Another phase in the legal process which may prolong the lawsuit’s timeline is mediation. Many judges require a neutral third-party to host mediation with the goal of resolving the parties disputes outside of court, or at the very least, getting both parties on the same page in order to move forward. This can happen in face-to-face meetings or via teleconference if both parties agree. Social distancing and other pandemic-related restrictions have postponed mediation efforts in cases where one or both parties demand in-person services.


Mediation in and of itself is a process. Typically, in a mediation setting, the mediator visits with each party independently, then begins moving back and forth between rooms with hopes of bringing everyone to consensus. Mediation may not bring resolution in one sitting either, so plan for multiple sessions. Although it can be a lengthy process, mediation often results in a resolution that everyone can live with.





Scheduling

Once a case does reach the trial phase, simply getting on the trial calendar requires patience. Scheduling may be slow in normal times, but during the current COVID-19 pandemic, scheduling has halted some cases altogether. In an 11th extension order filed on February 7, 2021 by the Supreme Court of Georgia, a statewide judicial emergency declaration continues to prohibit jury trails throughout the state through at least March. The result? Most criminal cases and many civil cases remain in a stalemate. As you would expect, once the order is lifted, a backlog of cases will be waiting to get to trial, further decelerating the process for newer claims. Patience will continue to be key in the months ahead as the court system plays catch-up.

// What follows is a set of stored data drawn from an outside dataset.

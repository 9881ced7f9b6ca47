//! Diffuse-lit mesh loaded from a vertex data file, spinning about Y.

mod mesh;

pub use mesh::{Bounds, FLOATS_PER_VERTEX, Mesh, MeshVertex};

use bytemuck::{Pod, Zeroable};
use cgmath::{Deg, Matrix, Matrix4, SquareMatrix, Vector3};
use wgpu::util::DeviceExt;

use gpumark_engine::render::{RenderCtx, RenderTarget};

use crate::common::{
    DepthBuffer, OPAQUE_BLACK, depth_attachment, depth_less, surface_target, triangle_list,
};
use crate::scene::{Scene, SceneKind};

/// Degrees of Y rotation per second.
pub const SPIN_DEG_PER_SEC: f32 = 36.0;

/// Gap between the camera and the near side of the mesh's bounding sphere.
const CAMERA_GAP: f32 = 2.0;

/// Blue, opaque.
const MATERIAL_DIFFUSE: [f32; 4] = [0.0, 0.0, 0.7, 1.0];

/// Matches the WGSL `Uniform` struct (208 bytes).
#[repr(C)]
#[derive(Debug, Copy, Clone, PartialEq, Pod, Zeroable)]
pub struct ShadingUniform {
    pub model_view_projection: [[f32; 4]; 4],
    pub normal: [[f32; 4]; 4],
    pub material_diffuse: [f32; 4],
    pub model_view: [[f32; 4]; 4],
}

/// Y rotation in degrees after `elapsed_secs`.
pub fn spin(elapsed_secs: f32) -> f32 {
    SPIN_DEG_PER_SEC * elapsed_secs
}

impl ShadingUniform {
    /// Moves the mesh center onto the -Z axis, just far enough that the
    /// bounding sphere stays `CAMERA_GAP` in front of the eye.
    pub fn new(bounds: &Bounds, spin_deg: f32, aspect: f32) -> Self {
        let [cx, cy, cz] = bounds.center();
        let radius = bounds.radius();

        let model_view = Matrix4::from_translation(Vector3::new(
            -cx,
            -cy,
            -(cz + CAMERA_GAP + radius),
        )) * Matrix4::from_angle_y(Deg(spin_deg));

        // The spin pivots on the model origin, so allow for its offset from the center.
        let reach = CAMERA_GAP + 2.0 * radius + (cx * cx + cy * cy + cz * cz).sqrt();
        let far = (2.0 * reach).max(100.0);
        let projection = cgmath::perspective(Deg(45.0f32), aspect, 0.1, far);

        let normal = model_view
            .invert()
            .unwrap_or_else(Matrix4::identity)
            .transpose();

        Self {
            model_view_projection: (projection * model_view).into(),
            normal: normal.into(),
            material_diffuse: MATERIAL_DIFFUSE,
            model_view: model_view.into(),
        }
    }
}

pub struct ShadingScene {
    pipeline: wgpu::RenderPipeline,
    bind_group: wgpu::BindGroup,
    vertex_buffer: wgpu::Buffer,
    uniform_buffer: wgpu::Buffer,
    depth: DepthBuffer,

    bounds: Bounds,
    vertex_count: u32,
}

impl ShadingScene {
    pub fn new(ctx: &RenderCtx<'_>, mesh: &Mesh) -> Self {
        let shader = ctx.device.create_shader_module(wgpu::ShaderModuleDescriptor {
            label: Some("gpumark shading shader"),
            source: wgpu::ShaderSource::Wgsl(include_str!("../shaders/shading.wgsl").into()),
        });

        let vertex_buffer = ctx.device.create_buffer_init(&wgpu::util::BufferInitDescriptor {
            label: Some("gpumark shading vbo"),
            contents: bytemuck::cast_slice(&mesh.vertices),
            usage: wgpu::BufferUsages::VERTEX,
        });

        let uniform_size = std::mem::size_of::<ShadingUniform>() as u64;
        let uniform_buffer = ctx.device.create_buffer(&wgpu::BufferDescriptor {
            label: Some("gpumark shading ubo"),
            size: uniform_size,
            usage: wgpu::BufferUsages::UNIFORM | wgpu::BufferUsages::COPY_DST,
            mapped_at_creation: false,
        });

        let bind_group_layout =
            ctx.device.create_bind_group_layout(&wgpu::BindGroupLayoutDescriptor {
                label: Some("gpumark shading bgl"),
                entries: &[wgpu::BindGroupLayoutEntry {
                    binding: 0,
                    visibility: wgpu::ShaderStages::VERTEX | wgpu::ShaderStages::FRAGMENT,
                    ty: wgpu::BindingType::Buffer {
                        ty: wgpu::BufferBindingType::Uniform,
                        has_dynamic_offset: false,
                        min_binding_size: wgpu::BufferSize::new(uniform_size),
                    },
                    count: None,
                }],
            });

        let bind_group = ctx.device.create_bind_group(&wgpu::BindGroupDescriptor {
            label: Some("gpumark shading bind group"),
            layout: &bind_group_layout,
            entries: &[wgpu::BindGroupEntry {
                binding: 0,
                resource: uniform_buffer.as_entire_binding(),
            }],
        });

        let pipeline_layout = ctx.device.create_pipeline_layout(&wgpu::PipelineLayoutDescriptor {
            label: Some("gpumark shading pipeline layout"),
            bind_group_layouts: &[&bind_group_layout],
            immediate_size: 0,
        });

        let pipeline = ctx.device.create_render_pipeline(&wgpu::RenderPipelineDescriptor {
            label: Some("gpumark shading pipeline"),
            layout: Some(&pipeline_layout),
            vertex: wgpu::VertexState {
                module: &shader,
                entry_point: Some("vs_main"),
                compilation_options: Default::default(),
                buffers: &[vertex_layout()],
            },
            fragment: Some(wgpu::FragmentState {
                module: &shader,
                entry_point: Some("fs_main"),
                compilation_options: Default::default(),
                targets: &surface_target(ctx.surface_format),
            }),
            primitive: triangle_list(),
            depth_stencil: Some(depth_less()),
            multisample: wgpu::MultisampleState::default(),
            multiview_mask: None,
            cache: None,
        });

        Self {
            pipeline,
            bind_group,
            vertex_buffer,
            uniform_buffer,
            depth: DepthBuffer::new(ctx),
            bounds: mesh.bounds,
            vertex_count: mesh.vertex_count(),
        }
    }
}

impl Scene for ShadingScene {
    fn kind(&self) -> SceneKind {
        SceneKind::Shading
    }

    fn frame(&mut self, ctx: &RenderCtx<'_>, target: &mut RenderTarget<'_>) {
        let uniform = ShadingUniform::new(
            &self.bounds,
            spin(ctx.time.elapsed_secs()),
            ctx.aspect(),
        );
        ctx.queue
            .write_buffer(&self.uniform_buffer, 0, bytemuck::bytes_of(&uniform));

        let color = target.color_attachment(wgpu::LoadOp::Clear(OPAQUE_BLACK));
        let depth_view = self.depth.view(ctx);
        let mut rpass = target.encoder.begin_render_pass(&wgpu::RenderPassDescriptor {
            label: Some("gpumark shading pass"),
            color_attachments: &[Some(color)],
            depth_stencil_attachment: Some(depth_attachment(depth_view)),
            timestamp_writes: None,
            occlusion_query_set: None,
            multiview_mask: None,
        });

        rpass.set_pipeline(&self.pipeline);
        rpass.set_bind_group(0, &self.bind_group, &[]);
        rpass.set_vertex_buffer(0, self.vertex_buffer.slice(..));
        rpass.draw(0..self.vertex_count, 0..1);
    }
}

const VERTEX_ATTRS: [wgpu::VertexAttribute; 2] = wgpu::vertex_attr_array![
    0 => Float32x3, // position
    1 => Float32x3  // normal
];

fn vertex_layout() -> wgpu::VertexBufferLayout<'static> {
    wgpu::VertexBufferLayout {
        array_stride: std::mem::size_of::<MeshVertex>() as u64,
        step_mode: wgpu::VertexStepMode::Vertex,
        attributes: &VERTEX_ATTRS,
    }
}
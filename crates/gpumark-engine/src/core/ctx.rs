use winit::window::Window;

use crate::device::{Gpu, SurfaceErrorAction};
use crate::render::{RenderCtx, RenderTarget};
use crate::time::FrameTime;

use super::app::FrameOutcome;

/// Per-window handles and immutable window metadata.
pub struct WindowCtx<'a> {
    pub window: &'a Window,
}

impl<'a> WindowCtx<'a> {
    /// Updates the window title (used to show the scene name and FPS).
    pub fn set_title(&self, title: &str) {
        self.window.set_title(title);
    }
}

/// Per-frame context passed to `core::App::on_frame`.
///
/// Lifetimes:
/// - `'a` is the duration of the callback invocation
/// - `'w` is the window-borrow lifetime carried by `Gpu<'w>`
pub struct FrameCtx<'a, 'w> {
    pub window: WindowCtx<'a>,
    pub gpu: &'a mut Gpu<'w>,
    pub time: FrameTime,
}

impl<'a, 'w> FrameCtx<'a, 'w> {
    /// Device, queue, surface format and timing for this frame.
    ///
    /// Usable outside [`render`](Self::render), e.g. for one-time setup.
    pub fn render_ctx(&self) -> RenderCtx<'_> {
        RenderCtx::new(
            self.gpu.device(),
            self.gpu.queue(),
            self.gpu.surface_format(),
            self.gpu.size(),
            self.time,
        )
    }

    /// Acquires the next surface texture, calls `draw` with a ready
    /// [`RenderCtx`] and [`RenderTarget`], then submits and presents.
    ///
    /// `draw` is responsible for clearing; no pass is recorded on its behalf.
    /// `draw` is only called for frames that end up [`FrameOutcome::Presented`].
    pub fn render<F>(&mut self, draw: F) -> FrameOutcome
    where
        F: FnOnce(&RenderCtx<'_>, &mut RenderTarget<'_>),
    {
        let size = self.gpu.size();
        if size.width == 0 || size.height == 0 {
            return FrameOutcome::Skipped;
        }

        let mut frame = match self.gpu.begin_frame() {
            Ok(f) => f,
            Err(err) => {
                let action = self.gpu.handle_surface_error(err);
                if action == SurfaceErrorAction::Fatal {
                    log::error!("fatal surface error; exiting");
                }
                return outcome_for(action);
            }
        };

        let rctx = RenderCtx::new(
            self.gpu.device(),
            self.gpu.queue(),
            self.gpu.surface_format(),
            size,
            self.time,
        );

        // RenderTarget borrows frame.encoder; dropped before submit() takes frame.
        {
            let mut target = RenderTarget::new(&mut frame.encoder, &frame.view);
            draw(&rctx, &mut target);
        }

        self.window.window.pre_present_notify();
        self.gpu.submit(frame);

        FrameOutcome::Presented
    }
}

/// A frame that hit a surface error is never presented.
fn outcome_for(action: SurfaceErrorAction) -> FrameOutcome {
    match action {
        SurfaceErrorAction::Fatal => FrameOutcome::Exit,
        SurfaceErrorAction::Reconfigured | SurfaceErrorAction::SkipFrame => FrameOutcome::Skipped,
    }
}

#[cfg(test)]
mod tests {
    use super::*;

    #[test]
    fn surface_errors_never_count_as_presented() {
        assert_eq!(outcome_for(SurfaceErrorAction::Reconfigured), FrameOutcome::Skipped);
        assert_eq!(outcome_for(SurfaceErrorAction::SkipFrame), FrameOutcome::Skipped);
        assert_eq!(outcome_for(SurfaceErrorAction::Fatal), FrameOutcome::Exit);
    }
}
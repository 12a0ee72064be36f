//! A Lox session: one interpreter that successive programs or REPL lines
//! run against, plus the scan → parse → resolve → interpret pipeline.
//!
//! Each stage gates the next one.  Static diagnostics from scanning and
//! parsing are reported together; any of them (or any resolve error) means
//! nothing executes.  Globals persist across runs of the same session.

use std::io::{BufRead, Write};

use log::{debug, info};

use crate::error::{ExitCode, LoxError};
use crate::interpreter::Interpreter;
use crate::parser::Parser;
use crate::resolver::Resolver;
use crate::scanner::scan;
use crate::value::Value;

pub struct Lox {
    interpreter: Interpreter,
    resolver: Resolver,
}

impl Default for Lox {
    fn default() -> Self {
        Self::new()
    }
}

impl Lox {
    pub fn new() -> Self {
        Self::from_interpreter(Interpreter::new())
    }

    /// Session whose `print` output goes to `out` instead of stdout.
    pub fn with_output(out: Box<dyn Write>) -> Self {
        Self::from_interpreter(Interpreter::with_output(out))
    }

    fn from_interpreter(interpreter: Interpreter) -> Self {
        Self {
            interpreter,
            resolver: Resolver::new(),
        }
    }

    /// Run a whole program.
    pub fn run(&mut self, source: &[u8]) -> Result<(), Vec<LoxError>> {
        let (tokens, mut errors) = scan(source);

        let statements = match Parser::new(tokens).parse() {
            Ok(statements) => statements,
            Err(parse_errors) => {
                errors.extend(parse_errors);
                return Err(errors);
            }
        };

        if !errors.is_empty() {
            return Err(errors);
        }

        let locals = self.resolver.resolve(&statements)?;
        self.interpreter.add_locals(locals);

        info!("Executing {} statement(s)", statements.len());
        self.interpreter
            .interpret(&statements)
            .map_err(|e| vec![e])
    }

    /// Evaluate one REPL line.  A line ending in `;` runs as statements and
    /// yields nothing; any other line is a single expression whose value is
    /// returned.
    pub fn run_line(&mut self, line: &str) -> Result<Option<Value>, Vec<LoxError>> {
        let line = line.trim_end();

        if line.is_empty() {
            return Ok(None);
        }

        if line.ends_with(';') {
            debug!("REPL line runs as statements");
            return self.run(line.as_bytes()).map(|()| None);
        }

        debug!("REPL line evaluates as an expression");

        let (tokens, mut errors) = scan(line.as_bytes());
        let expr = match Parser::new(tokens).parse_expression() {
            Ok(expr) => expr,
            Err(parse_errors) => {
                errors.extend(parse_errors);
                return Err(errors);
            }
        };

        if !errors.is_empty() {
            return Err(errors);
        }

        let locals = self.resolver.resolve_expression(&expr)?;
        self.interpreter.add_locals(locals);

        self.interpreter
            .evaluate(&expr)
            .map(Some)
            .map_err(|e| vec![e])
    }

    /// Read lines from `input` until it is exhausted, prompting on `prompt`.
    /// Values are printed to the session output; diagnostics go to stderr
    /// and never end the loop.
    pub fn repl<R: BufRead, W: Write>(&mut self, input: R, mut prompt: W) -> crate::error::Result<()> {
        info!("Starting REPL");

        let mut lines = input.lines();
        loop {
            write!(prompt, "> ")?;
            prompt.flush()?;

            let Some(line) = lines.next() else {
                writeln!(prompt)?;
                break;
            };

            match self.run_line(&line?) {
                Ok(Some(value)) => self.interpreter.print(&value)?,
                Ok(None) => {}
                Err(errors) => report(&errors),
            }
        }

        info!("REPL finished");
        Ok(())
    }
}

/// Print every diagnostic to stderr, one per line.
pub fn report(errors: &[LoxError]) {
    for error in errors {
        eprintln!("{}", error);
    }
}

/// Exit status for a failed run.  Any static diagnostic means nothing
/// ran, so it outranks the rest.
pub fn exit_code(errors: &[LoxError]) -> ExitCode {
    if errors.iter().any(LoxError::is_static) {
        return ExitCode::DataError;
    }

    errors
        .first()
        .map(LoxError::exit_code)
        .unwrap_or(ExitCode::Success)
}
use log::debug;
use serde::Serialize;
use std::fmt;
use std::mem;

/// Token kinds produced by the scanner.  Only the literal kinds carry a
/// payload; equality ignores it.
#[allow(non_camel_case_types)]
#[derive(Debug, Clone, Serialize)]
pub enum TokenType {
    // Single-character punctuation.
    LEFT_PAREN,
    RIGHT_PAREN,
    LEFT_BRACE,
    RIGHT_BRACE,
    COMMA,
    DOT,
    MINUS,
    PLUS,
    COLON,
    SEMICOLON,
    SLASH,
    STAR,
    QUESTION_MARK,

    // One or two character operators.
    BANG,
    BANG_EQUAL,
    EQUAL,
    EQUAL_EQUAL,
    GREATER,
    GREATER_EQUAL,
    LESS,
    LESS_EQUAL,

    // Literals.
    IDENTIFIER,
    /// Decoded contents, quotes stripped.
    STRING(String),
    #[serde(rename = "NUMBER")]
    NUMBER(f64),

    // Keywords.
    AND,
    BREAK,
    CLASS,
    ELSE,
    FALSE,
    FUN,
    FOR,
    IF,
    NIL,
    OR,
    PRINT,
    RETURN,
    SUPER,
    THIS,
    TRAIT,
    TRUE,
    VAR,
    WHILE,
    WITH,

    EOF,
}

impl PartialEq for TokenType {
    fn eq(&self, other: &Self) -> bool {
        mem::discriminant(self) == mem::discriminant(other)
    }
}

impl TokenType {
    /// Variant name without payload, as printed by the `tokenize` command.
    pub fn name(&self) -> &'static str {
        match self {
            TokenType::STRING(_) => "STRING",
            TokenType::NUMBER(_) => "NUMBER",
            TokenType::LEFT_PAREN => "LEFT_PAREN",
            TokenType::RIGHT_PAREN => "RIGHT_PAREN",
            TokenType::LEFT_BRACE => "LEFT_BRACE",
            TokenType::RIGHT_BRACE => "RIGHT_BRACE",
            TokenType::COMMA => "COMMA",
            TokenType::DOT => "DOT",
            TokenType::MINUS => "MINUS",
            TokenType::PLUS => "PLUS",
            TokenType::COLON => "COLON",
            TokenType::SEMICOLON => "SEMICOLON",
            TokenType::SLASH => "SLASH",
            TokenType::STAR => "STAR",
            TokenType::QUESTION_MARK => "QUESTION_MARK",
            TokenType::BANG => "BANG",
            TokenType::BANG_EQUAL => "BANG_EQUAL",
            TokenType::EQUAL => "EQUAL",
            TokenType::EQUAL_EQUAL => "EQUAL_EQUAL",
            TokenType::GREATER => "GREATER",
            TokenType::GREATER_EQUAL => "GREATER_EQUAL",
            TokenType::LESS => "LESS",
            TokenType::LESS_EQUAL => "LESS_EQUAL",
            TokenType::IDENTIFIER => "IDENTIFIER",
            TokenType::AND => "AND",
            TokenType::BREAK => "BREAK",
            TokenType::CLASS => "CLASS",
            TokenType::ELSE => "ELSE",
            TokenType::FALSE => "FALSE",
            TokenType::FUN => "FUN",
            TokenType::FOR => "FOR",
            TokenType::IF => "IF",
            TokenType::NIL => "NIL",
            TokenType::OR => "OR",
            TokenType::PRINT => "PRINT",
            TokenType::RETURN => "RETURN",
            TokenType::SUPER => "SUPER",
            TokenType::THIS => "THIS",
            TokenType::TRAIT => "TRAIT",
            TokenType::TRUE => "TRUE",
            TokenType::VAR => "VAR",
            TokenType::WHILE => "WHILE",
            TokenType::WITH => "WITH",
            TokenType::EOF => "EOF",
        }
    }
}

/// A scanned token, including its type, the original lexeme,
/// and the line number where it was found.
#[derive(Debug, Clone, Serialize, PartialEq)]
pub struct Token {
    /// The category of this token, carrying the decoded literal if any.
    pub token_type: TokenType,

    /// The exact substring from the source that produced this token.
    pub lexeme: String,

    /// 1‑based line number in the source.
    pub line: usize,
}

impl Token {
    /// Create a new Token with the given type, lexeme, and line.
    pub fn new<S: Into<String>>(token_type: TokenType, lexeme: S, line: usize) -> Self {
        let lexeme: String = lexeme.into();

        debug!(
            "Creating new token: type={:?}, lexeme={}, line={}",
            token_type, lexeme, line
        );

        Self {
            token_type,
            lexeme,
            line,
        }
    }

    /// A token that does not come from source text, such as the implicit
    /// `this` / `super` names the resolver binds.
    pub fn synthetic(lexeme: &str, line: usize) -> Self {
        Self::new(TokenType::IDENTIFIER, lexeme, line)
    }
}

impl fmt::Display for Token {
    fn fmt(&self, f: &mut fmt::Formatter<'_>) -> fmt::Result {
        // 3 → "3.0", 3.14 → "3.14"
        let literal: String = match &self.token_type {
            TokenType::STRING(s) => s.clone(),
            TokenType::NUMBER(n) if n.fract() == 0.0 && n.abs() < i64::MAX as f64 => {
                let mut buf: itoa::Buffer = itoa::Buffer::new();
                format!("{}.0", buf.format(*n as i64))
            }
            TokenType::NUMBER(n) => n.to_string(),
            _ => "null".to_string(),
        };

        write!(f, "{} {} {}", self.token_type.name(), self.lexeme, literal)
    }
}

Don’t Worry Though – We Stand Ready

Your feelings of anticipation and worry are normal, but don’t be concerned. We continue to look for creative ways to push your case forward. WBW understands that your case is always on your mind, from the time you wake up in the morning to the time you close your eyes at the end of the day. You can rest assured that your case remains in our thoughts, too.

“We’re looking out for your best interests – and that not only takes time, it deserves time,” says Cargile.


WBW also encourages clients to have confidence in their decisions thus far. Just because a case feels sluggish doesn’t mean it’s worth abandoning. With the right attorney working hard on your behalf, what feels tiresome and drawn out today will allow you to rest easy when you do reach a resolution down the road.